TASK GOAL = Extract all lines in the data that contain the word "parent".

THE INPUT =
__________

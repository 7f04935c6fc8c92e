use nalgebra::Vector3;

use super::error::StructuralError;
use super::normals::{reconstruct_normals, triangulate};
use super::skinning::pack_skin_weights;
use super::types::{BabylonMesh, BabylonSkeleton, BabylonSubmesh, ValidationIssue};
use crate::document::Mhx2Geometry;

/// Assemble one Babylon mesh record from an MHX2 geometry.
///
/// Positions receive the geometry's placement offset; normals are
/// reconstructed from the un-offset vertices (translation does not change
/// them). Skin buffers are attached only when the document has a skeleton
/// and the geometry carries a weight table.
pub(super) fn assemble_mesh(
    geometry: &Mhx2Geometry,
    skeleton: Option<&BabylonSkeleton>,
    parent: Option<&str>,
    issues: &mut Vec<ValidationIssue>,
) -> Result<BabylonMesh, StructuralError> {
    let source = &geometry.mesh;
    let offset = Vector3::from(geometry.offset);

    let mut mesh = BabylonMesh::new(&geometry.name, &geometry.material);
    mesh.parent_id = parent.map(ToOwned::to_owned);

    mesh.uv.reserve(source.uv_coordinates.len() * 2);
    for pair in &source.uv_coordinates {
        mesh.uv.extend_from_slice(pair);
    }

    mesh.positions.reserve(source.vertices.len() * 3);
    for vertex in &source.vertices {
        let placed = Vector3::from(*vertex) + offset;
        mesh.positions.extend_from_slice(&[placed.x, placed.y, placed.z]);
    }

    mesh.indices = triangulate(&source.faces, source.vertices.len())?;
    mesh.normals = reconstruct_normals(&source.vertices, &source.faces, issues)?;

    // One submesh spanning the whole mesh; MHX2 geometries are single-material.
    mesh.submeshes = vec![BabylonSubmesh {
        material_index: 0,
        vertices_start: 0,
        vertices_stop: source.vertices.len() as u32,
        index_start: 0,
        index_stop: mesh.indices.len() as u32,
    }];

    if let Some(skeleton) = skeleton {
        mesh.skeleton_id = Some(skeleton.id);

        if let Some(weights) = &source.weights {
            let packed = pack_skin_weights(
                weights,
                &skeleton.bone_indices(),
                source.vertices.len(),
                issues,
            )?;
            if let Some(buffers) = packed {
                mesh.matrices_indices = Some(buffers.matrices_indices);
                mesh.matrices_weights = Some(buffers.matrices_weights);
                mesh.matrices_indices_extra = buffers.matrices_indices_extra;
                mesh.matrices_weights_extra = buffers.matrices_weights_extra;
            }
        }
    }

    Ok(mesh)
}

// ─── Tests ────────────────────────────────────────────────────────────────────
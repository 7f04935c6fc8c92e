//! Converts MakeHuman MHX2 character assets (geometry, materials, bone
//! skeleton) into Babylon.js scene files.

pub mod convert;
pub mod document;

__________

OUTPUT OF THE TASK =
    parent: Option<&str>,
    mesh.parent_id = parent.map(ToOwned::to_owned);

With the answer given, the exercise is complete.